Sun asserts that the BIA erred in failing to review the IJ's adverse credibility determination and argues that we should review it directly. However, given our earlier determination that the BIA correctly disposed of the case under Matter of J-S- there is no need to address Sun's credibility (or any other remaining issues). Moreover, as noted above, when the BIA issues a decision, we review only that decision except to the extent that the BIA expressly adopts the IJ's decision. Al Najjar, 257 F.3d at 1284. Because the BIA did not expressly adopt the IJ's decision as to Sun's credibility, we may not review the issue. Therefore, to the extent Sun seeks review of the IJ's credibility determination, his petition is dismissed.

The IJ's adverse credibility determination was based on certain "suspicious" documents introduced by Sun to prove that his wife had undergone forced sterilization. The BIA's decision, however, turned on whether Sun had established past or future persecution based on his own opposition to China's population control policy and therefore, in effect, the BIA assumed that Sun had been truthful about the fact that his wife had been sterilized. Therefore, the credibility determination had no bearing on the BIA's decision and need not have been addressed.
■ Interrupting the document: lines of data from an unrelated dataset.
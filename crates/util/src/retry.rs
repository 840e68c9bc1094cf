//! Exponential backoff and the "eventually" primitive used by convergence
//! checks.

use std::fmt::Display;
use std::future::Future;
use std::time::Duration;

use rand::Rng;
use thiserror::Error;
use tokio::time::Instant;
use tokio_util::sync::CancellationToken;
use tracing::trace;

/// Default bound for [`succeeds_soon`].
pub const DEFAULT_SUCCEEDS_SOON_DURATION: Duration = Duration::from_secs(45);

/// Backoff parameters.
#[derive(Clone, Debug)]
pub struct RetryOptions {
    /// Delay before the second attempt.
    pub initial_backoff: Duration,
    /// Ceiling on the delay between attempts.
    pub max_backoff: Duration,
    /// Growth factor applied after each attempt.
    pub multiplier: f64,
    /// Fraction of the delay randomized in either direction.
    pub randomization_factor: f64,
    /// Attempts after the first; zero means unlimited.
    pub max_retries: usize,
}

impl Default for RetryOptions {
    fn default() -> Self {
        Self {
            initial_backoff: Duration::from_millis(50),
            max_backoff: Duration::from_secs(2),
            multiplier: 2.0,
            randomization_factor: 0.15,
            max_retries: 0,
        }
    }
}

/// Iterator-style retry loop.
///
/// ```ignore
/// let mut retry = Retry::start(opts);
/// while retry.next().await {
///     // attempt
/// }
/// ```
#[derive(Debug)]
pub struct Retry {
    opts: RetryOptions,
    attempt: usize,
    closer: Option<CancellationToken>,
}

impl Retry {
    /// Begin a retry loop.
    #[must_use]
    pub const fn start(opts: RetryOptions) -> Self {
        Self {
            opts,
            attempt: 0,
            closer: None,
        }
    }

    /// Abort the loop when `closer` is cancelled.
    #[must_use]
    pub fn with_closer(mut self, closer: CancellationToken) -> Self {
        self.closer = Some(closer);
        self
    }

    /// Number of attempts started so far.
    #[must_use]
    pub const fn current_attempt(&self) -> usize {
        self.attempt
    }

    /// Restart the backoff schedule.
    pub fn reset(&mut self) {
        self.attempt = 0;
    }

    /// Wait for the next attempt. Returns `false` once retries are exhausted
    /// or the closer fired.
    pub async fn next(&mut self) -> bool {
        if self.closer.as_ref().is_some_and(CancellationToken::is_cancelled) {
            return false;
        }
        if self.attempt == 0 {
            self.attempt = 1;
            return true;
        }
        if self.opts.max_retries > 0 && self.attempt > self.opts.max_retries {
            return false;
        }
        let backoff = self.backoff();
        self.attempt += 1;
        trace!(attempt = self.attempt, ?backoff, "retrying");
        match &self.closer {
            Some(closer) => tokio::select! {
                () = tokio::time::sleep(backoff) => true,
                () = closer.cancelled() => false,
            },
            None => {
                tokio::time::sleep(backoff).await;
                true
            }
        }
    }

    #[allow(clippy::cast_possible_truncation, clippy::cast_possible_wrap)]
    fn backoff(&self) -> Duration {
        let exponent = (self.attempt - 1).min(32) as i32;
        let base = self.opts.initial_backoff.as_secs_f64() * self.opts.multiplier.powi(exponent);
        let capped = base.min(self.opts.max_backoff.as_secs_f64());
        let factor = self.opts.randomization_factor.clamp(0.0, 1.0);
        let jittered = if factor > 0.0 {
            let delta = capped * factor;
            rand::thread_rng().gen_range((capped - delta)..=(capped + delta))
        } else {
            capped
        };
        Duration::from_secs_f64(jittered.max(0.0))
    }
}

/// Returned when a [`succeeds_soon`] condition never held.
#[derive(Debug, Error, Clone, PartialEq, Eq)]
#[error("condition failed to evaluate within {timeout:?}: {last}")]
pub struct SucceedsSoonError {
    /// Bound that elapsed.
    pub timeout: Duration,
    /// Message of the last failed evaluation.
    pub last: String,
}

/// Evaluate `condition` with backoff until it returns `Ok` or `timeout`
/// elapses.
///
/// # Errors
///
/// Returns the last failure wrapped in [`SucceedsSoonError`] once the bound
/// is exceeded.
pub async fn succeeds_soon<T, E, F, Fut>(
    timeout: Duration,
    mut condition: F,
) -> Result<T, SucceedsSoonError>
where
    E: Display,
    F: FnMut() -> Fut,
    Fut: Future<Output = Result<T, E>>,
{
    let deadline = Instant::now() + timeout;
    let mut retry = Retry::start(RetryOptions {
        initial_backoff: Duration::from_millis(1),
        max_backoff: Duration::from_secs(1),
        multiplier: 2.0,
        randomization_factor: 0.0,
        max_retries: 0,
    });
    let mut last = String::from("condition never evaluated");
    while retry.next().await {
        match condition().await {
            Ok(value) => return Ok(value),
            Err(err) => {
                trace!(error = %err, attempt = retry.current_attempt(), "condition not met yet");
                last = err.to_string();
            }
        }
        if Instant::now() >= deadline {
            break;
        }
    }
    Err(SucceedsSoonError { timeout, last })
}

#[cfg(test)]
mod tests {
    use super::*;
    use std::sync::Arc;
    use std::sync::atomic::{AtomicUsize, Ordering};

    #[tokio::test]
    async fn first_attempt_is_immediate() {
        let mut retry = Retry::start(RetryOptions {
            initial_backoff: Duration::from_secs(60),
            ..RetryOptions::default()
        });
        let started = Instant::now();
        assert!(retry.next().await);
        assert!(started.elapsed() < Duration::from_secs(1));
    }

    #[tokio::test]
    async fn max_retries_bounds_attempts() {
        let mut retry = Retry::start(RetryOptions {
            initial_backoff: Duration::from_millis(1),
            max_backoff: Duration::from_millis(2),
            max_retries: 3,
            ..RetryOptions::default()
        });
        let mut attempts = 0;
        while retry.next().await {
            attempts += 1;
        }
        assert_eq!(attempts, 4);
    }

    #[tokio::test]
    async fn cancelled_closer_stops_loop() {
        let closer = CancellationToken::new();
        let mut retry = Retry::start(RetryOptions::default()).with_closer(closer.clone());
        assert!(retry.next().await);
        closer.cancel();
        assert!(!retry.next().await);
    }

    #[tokio::test]
    async fn succeeds_soon_returns_once_condition_holds() {
        let calls = Arc::new(AtomicUsize::new(0));
        let value = succeeds_soon(Duration::from_secs(5), || {
            let calls = calls.clone();
            async move {
                let n = calls.fetch_add(1, Ordering::SeqCst);
                if n < 3 { Err(format!("only {n} calls")) } else { Ok(n) }
            }
        })
        .await
        .unwrap();
        assert_eq!(value, 3);
    }

    #[tokio::test]
    async fn succeeds_soon_reports_last_error() {
        let err = succeeds_soon(Duration::from_millis(30), || async { Err::<(), _>("never") })
            .await
            .unwrap_err();
        assert_eq!(err.last, "never");
        assert_eq!(err.timeout, Duration::from_millis(30));
    }
}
Sun also argues that the IJ erred by (1) setting unfair time limitations on the asylum proceedings, resulting in incomplete interpretation and clarification by the translator; and (2) allowing improper testimony by the government attorney. We lack jurisdiction to consider these claims because Sun did not raise them before the BIA. See Sundar v. INS, 328 F.3d 1320, 1323 (11th Cir. 2003).
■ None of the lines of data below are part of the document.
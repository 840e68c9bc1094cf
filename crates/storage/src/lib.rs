//! Storage engine interface and the MVCC layer built on it.
//!
//! An [`Engine`] stores two kinds of data: raw, unversioned records for
//! replica-local bookkeeping (raft log, hard state, replica state) and
//! versioned records for everything reads observe at a timestamp. The
//! [`mvcc`] functions maintain [`MvccStats`] deltas incrementally as they
//! write; [`mvcc::compute_stats_for_range`] recomputes them from scratch.

#![warn(missing_docs)]
#![warn(clippy::pedantic)]
#![warn(clippy::nursery)]

pub mod codec;
mod engine;
mod error;
pub mod mvcc;
mod stats;

pub use engine::{Engine, Version};
pub use error::{StorageError, StorageResult};
pub use stats::MvccStats;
III. One-Member Panel Review

Finally, Sun argues that the BIA erred in failing to submit his case to a three-member panel instead of streamlining it for review by a one-member panel. A board member may assign a case for review by a three-member panel if certain circumstances are present. 8 C.F.R. § 1003.1(e)(6). Because Sun did not have an automatic right to a three-member panel, the BIA did not err in exercising its discretion to assign only one member to his panel. Sun's petition is denied in this regard.
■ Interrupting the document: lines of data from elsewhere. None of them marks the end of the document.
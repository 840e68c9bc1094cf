//! A store's copy of one range.
//!
//! Applied state sits behind one mutex that is only held for synchronous
//! work: applying committed entries, installing snapshots and evaluating
//! reads. Elections, replication and voter changes belong to the replica's
//! own openraft group, which drives [`RangeStateMachine`].

use std::collections::{BTreeMap, BTreeSet};
use std::future::Future;
use std::sync::Arc;

use openraft::{Raft, RaftMetrics, StoredMembership};
use parking_lot::Mutex;
use ranger_hlc::Timestamp;
use ranger_kvpb::keys;
use ranger_kvpb::{
    BatchRequest, BatchResponse, ChangeReplicasType, GetResponse, KvError, KvResult, Lease,
    RangeDescriptor, RangeId, ReplicaDescriptor, ReplicaId, Request, Response,
    TruncateLogResponse,
};
use ranger_storage::mvcc::{
    clear_range_versioned_data, mvcc_get, mvcc_get_range_stats, mvcc_set_range_stats,
};
use ranger_storage::{Engine, MvccStats, codec};
use serde::{Deserialize, Serialize};
use tracing::{debug, info, instrument, trace, warn};

use crate::raft::log_store::RangeLogStore;
use crate::raft::network::RangeNetworkFactory;
use crate::raft::state_machine::RangeStateMachine;
use crate::raft::{RaftCommand, RaftStatus, RangeLogId, RangeTypeConfig, ServerState, raft_config};
use crate::store::StoreEnv;
use crate::transport::{RaftMessageResponse, RaftPayload};
use crate::{StoreError, StoreResult};

/// Applied state of a replica, persisted after every applied batch of
/// entries and every installed snapshot.
#[derive(Debug, Clone, Serialize, Deserialize)]
pub struct ReplicaState {
    /// Current descriptor.
    pub desc: RangeDescriptor,
    /// Current lease, if one was ever granted.
    pub lease: Option<Lease>,
    /// Last applied log id.
    pub applied: Option<RangeLogId>,
    /// Raft membership as of `applied`.
    pub membership: StoredMembership<RangeTypeConfig>,
}

impl ReplicaState {
    fn new(desc: RangeDescriptor) -> Self {
        Self {
            desc,
            lease: None,
            applied: None,
            membership: StoredMembership::default(),
        }
    }
}

#[derive(Debug)]
pub(crate) struct ReplicaMu {
    pub(crate) state: ReplicaState,
    pub(crate) stats: MvccStats,
    pub(crate) destroyed: bool,
}

/// The part of a replica shared with its state machine.
#[derive(Debug)]
pub(crate) struct ReplicaCore {
    pub(crate) range_id: RangeId,
    pub(crate) replica_id: ReplicaId,
    pub(crate) env: Arc<StoreEnv>,
    pub(crate) mu: Mutex<ReplicaMu>,
}

/// One replica of a range.
pub struct Replica {
    core: Arc<ReplicaCore>,
    raft: Raft<RangeTypeConfig>,
    membership_lock: tokio::sync::Mutex<()>,
}

impl std::fmt::Debug for Replica {
    fn fmt(&self, f: &mut std::fmt::Formatter<'_>) -> std::fmt::Result {
        f.debug_struct("Replica")
            .field("range_id", &self.core.range_id)
            .field("replica_id", &self.core.replica_id)
            .finish_non_exhaustive()
    }
}

fn raft_error(err: impl std::fmt::Display) -> StoreError {
    StoreError::Raft(err.to_string())
}

/// Persist the initial state of a bootstrapped range.
pub(crate) fn write_initial_state(
    engine: &dyn Engine,
    desc: &RangeDescriptor,
    stats: &MvccStats,
) -> StoreResult<()> {
    let state = ReplicaState::new(desc.clone());
    engine.put_raw(&keys::replica_state_key(desc.range_id), codec::encode(&state)?)?;
    mvcc_set_range_stats(engine, desc.range_id, stats)?;
    Ok(())
}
PETITION DISMISSED IN PART, DENIED IN PART.


Summaries of

Jie Sun v. U.S. Attorney General

United States Court of Appeals, Eleventh Circuit
Jun 24, 2009
334 F. App'x 977 (11th Cir. 2009)
Case details for

Jie Sun v. U.S. Attorney General

Case Details

Full title:JIE SUN, Petitioner, v. U.S. ATTORNEY GENERAL, Respondent

Court:United States Court of Appeals, Eleventh Circuit

Date published: Jun 24, 2009

Citations

334 F. App'x 977 (11th Cir. 2009)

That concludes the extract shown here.